Doch meine Bedenken waren überflüssig. Bob Fence, offenbar von dem Junkiejargon, den Mike perfekt beherrschte, total überzeugt, bestellte ihn tatsächlich zu sich. Lisa wollte mitfahren, aber ich hielt es für vorteilhafter, wenn Mike zunächst das Terrain alleine sondierte. Außerdem würde er dann wohl eher zurück kommen, wenn ich mit seiner Freundin auf ihn in New York wartete. Ich gab ihm 100 Dollar plus Fahrgeld und Verzehr. Der Zug ging an der Penn Station los und brauchte zweieinhalb Stunden bis Albany. Es ist die Strecke der Touristen, die zu den Niagarafällen und nach Vermont wollen.

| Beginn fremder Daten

//! Client configuration and the on-disk session used by the CLI.

use std::path::{Path, PathBuf};
use std::time::Duration;

use anyhow::{Context, Result};

use crate::session::Session;

#[derive(Clone, Debug)]
pub struct ClientConfig {
    pub base_url: String,
    pub user_agent: String,
    pub timeout: Duration,

    /// Refresh before sending when the access token expires within this many seconds.
    pub expiry_skew_secs: i64,

    /// When false the client only refreshes after the backend rejects an expired token.
    pub proactive_refresh: bool,
}

impl ClientConfig {
    pub fn new(base_url: &str) -> Result<Self> {
        let base_url = base_url.trim().trim_end_matches('/').to_string();
        if base_url.is_empty() {
            anyhow::bail!("base url cannot be empty");
        }
        if !(base_url.starts_with("http://") || base_url.starts_with("https://")) {
            anyhow::bail!("base url must start with http:// or https:// (got {})", base_url);
        }
        Ok(Self {
            base_url,
            user_agent: format!("ptadmin/{}", env!("CARGO_PKG_VERSION")),
            timeout: Duration::from_secs(30),
            expiry_skew_secs: 5,
            proactive_refresh: true,
        })
    }

    pub fn with_expiry_skew(mut self, secs: i64) -> Self {
        self.expiry_skew_secs = secs;
        self
    }

    pub fn reactive_only(mut self) -> Self {
        self.proactive_refresh = false;
        self
    }
}

/// JSON file holding the CLI's current session between invocations.
pub struct SessionFile {
    path: PathBuf,
}

#[derive(Debug, serde::Serialize, serde::Deserialize)]
struct StoredSession {
    base_url: String,
    session: Session,
}

impl SessionFile {
    pub fn in_dir(state_dir: &Path) -> Self {
        Self {
            path: state_dir.join("session.json"),
        }
    }

    pub fn path(&self) -> &Path {
        &self.path
    }

    /// Load the stored session if it was issued by `base_url`.
    pub fn load(&self, base_url: &str) -> Result<Option<Session>> {
        if !self.path.exists() {
            return Ok(None);
        }
        let bytes = std::fs::read(&self.path)
            .with_context(|| format!("read {}", self.path.display()))?;
        let stored: StoredSession = serde_json::from_slice(&bytes)
            .with_context(|| format!("parse {}", self.path.display()))?;
        if stored.base_url != base_url {
            tracing::warn!(
                stored = %stored.base_url,
                requested = %base_url,
                "stored session belongs to another backend; ignoring it"
            );
            return Ok(None);
        }
        Ok(Some(stored.session))
    }

    pub fn save(&self, base_url: &str, session: &Session) -> Result<()> {
        let stored = StoredSession {
            base_url: base_url.to_string(),
            session: session.clone(),
        };
        let bytes = serde_json::to_vec_pretty(&stored).context("serialize session")?;
        write_atomic_overwrite(&self.path, &bytes)
            .with_context(|| format!("write {}", self.path.display()))
    }

    /// Returns whether a session file existed.
    pub fn remove(&self) -> Result<bool> {
        match std::fs::remove_file(&self.path) {
            Ok(()) => Ok(true),
            Err(e) if e.kind() == std::io::ErrorKind::NotFound => Ok(false),
            Err(e) => Err(e).with_context(|| format!("remove {}", self.path.display())),
        }
    }
}

/// Write `bytes` to a hidden sibling of `path`, then rename it into place.
/// The temp file is removed when the rename fails.
pub fn write_atomic_overwrite(path: &Path, bytes: &[u8]) -> Result<()> {
    let dir = match path.parent() {
        Some(dir) if !dir.as_os_str().is_empty() => dir,
        _ => Path::new("."),
    };
    std::fs::create_dir_all(dir).with_context(|| format!("create dir {}", dir.display()))?;

    let file_name = path
        .file_name()
        .with_context(|| format!("{} has no file name", path.display()))?;
    let mut tmp_name = std::ffi::OsString::from(".");
    tmp_name.push(file_name);
    tmp_name.push(format!(".{}.tmp", std::process::id()));
    let tmp = dir.join(tmp_name);

    std::fs::write(&tmp, bytes).with_context(|| format!("write {}", tmp.display()))?;
    if let Err(err) = std::fs::rename(&tmp, path) {
        let _ = std::fs::remove_file(&tmp);
        return Err(err).with_context(|| format!("replace {}", path.display()));
    }
    Ok(())
}

#[cfg(test)]
#[path = "tests/config_tests.rs"]
mod tests;
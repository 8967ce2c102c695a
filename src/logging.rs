use tracing_subscriber::EnvFilter;

/// Install a stderr subscriber. `RUST_LOG` wins over `default_directive`.
pub fn init(default_directive: &str) {
    let filter =
        EnvFilter::try_from_default_env().unwrap_or_else(|_| EnvFilter::new(default_directive));
    let _ = tracing_subscriber::fmt()
        .with_env_filter(filter)
        .with_writer(std::io::stderr)
        .with_target(false)
        .try_init();
}
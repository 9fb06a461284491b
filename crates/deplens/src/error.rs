//! Error types for deplens operations.

use std::io;
use std::path::PathBuf;
use thiserror::Error;

/// The error type for deplens operations.
#[derive(Debug, Error)]
pub enum Error {
    /// The requested file or component has no exact or matching entry in the graph.
    #[error("Not found in dependency graph: {0}")]
    NotFound(String),

    /// An argument was outside its valid range or could not be parsed.
    #[error("Invalid {field}: {reason}")]
    InvalidArgument {
        /// The argument that was rejected.
        field: &'static str,
        /// Why it was rejected.
        reason: String,
    },

    /// No operation with the given id is registered.
    #[error("Operation not found: {0}")]
    OperationNotFound(String),

    /// An operation with the given id is already registered.
    #[error("Operation already exists: {0}")]
    DuplicateOperation(String),

    /// The operation has already been started or has finished.
    #[error("Operation {id} cannot be started from state '{status}'")]
    OperationAlreadyStarted {
        /// The operation id.
        id: String,
        /// The state the operation was in.
        status: &'static str,
    },

    /// A task body returned an error.
    ///
    /// This is never returned from `start_task`; it is the shape recorded on
    /// the operation and surfaced through its status snapshot.
    #[error("Task failed: {message}")]
    TaskFailure {
        /// The error message.
        message: String,
        /// The full error chain for diagnostics.
        trace: String,
    },

    /// The operation registry lock was poisoned by a panicking holder.
    #[error("Operation registry lock poisoned")]
    LockPoisoned,

    /// Configuration error.
    #[error("Configuration error: {0}")]
    Config(String),

    /// IO error occurred.
    #[error("IO error: {0}")]
    Io(#[from] io::Error),

    /// A dependency graph or report file could not be parsed.
    #[error("JSON error in {path}: {source}")]
    Json {
        /// The file being read, or `<memory>` for in-memory input.
        path: PathBuf,
        /// The underlying parse error.
        #[source]
        source: serde_json::Error,
    },
}

impl Error {
    pub(crate) fn invalid(field: &'static str, reason: impl Into<String>) -> Self {
        Self::InvalidArgument {
            field,
            reason: reason.into(),
        }
    }
}

/// A specialized Result type for deplens operations.
pub type Result<T> = std::result::Result<T, Error>;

Als Mike am Abend von seiner Reise zurückkam und wir uns wieder in dem selben Restaurant trafen, in dem wir unsere Zusammenarbeit fixiert hatten, verschwanden Lisa und er erst einmal, um sich, wie sie es nannten, mit dem neuen Stoff einen federleichten Druck zu setzen. Mir war nicht so ganz geheuer, auf was ich mich da eingelassen hatte. Also: Der Bob Fence sei so ein Sportstyp, eigentlich nicht unsympathisch, aber sehr misstrauisch. Zuerst wollte er tatsächlich den Arm und das Besteck sehen, bevor es zum Geschäft kam. Er selbst würde grundsätzlich nur Bargeld gegen Ware nehmen, nannte aber Mike einen Hehler, der Sachen von Junkies, die aus Diebstählen oder Einbrüchen stammten, Notebooks, Handys, Uhren und Schmuck, in Zahlung nahm.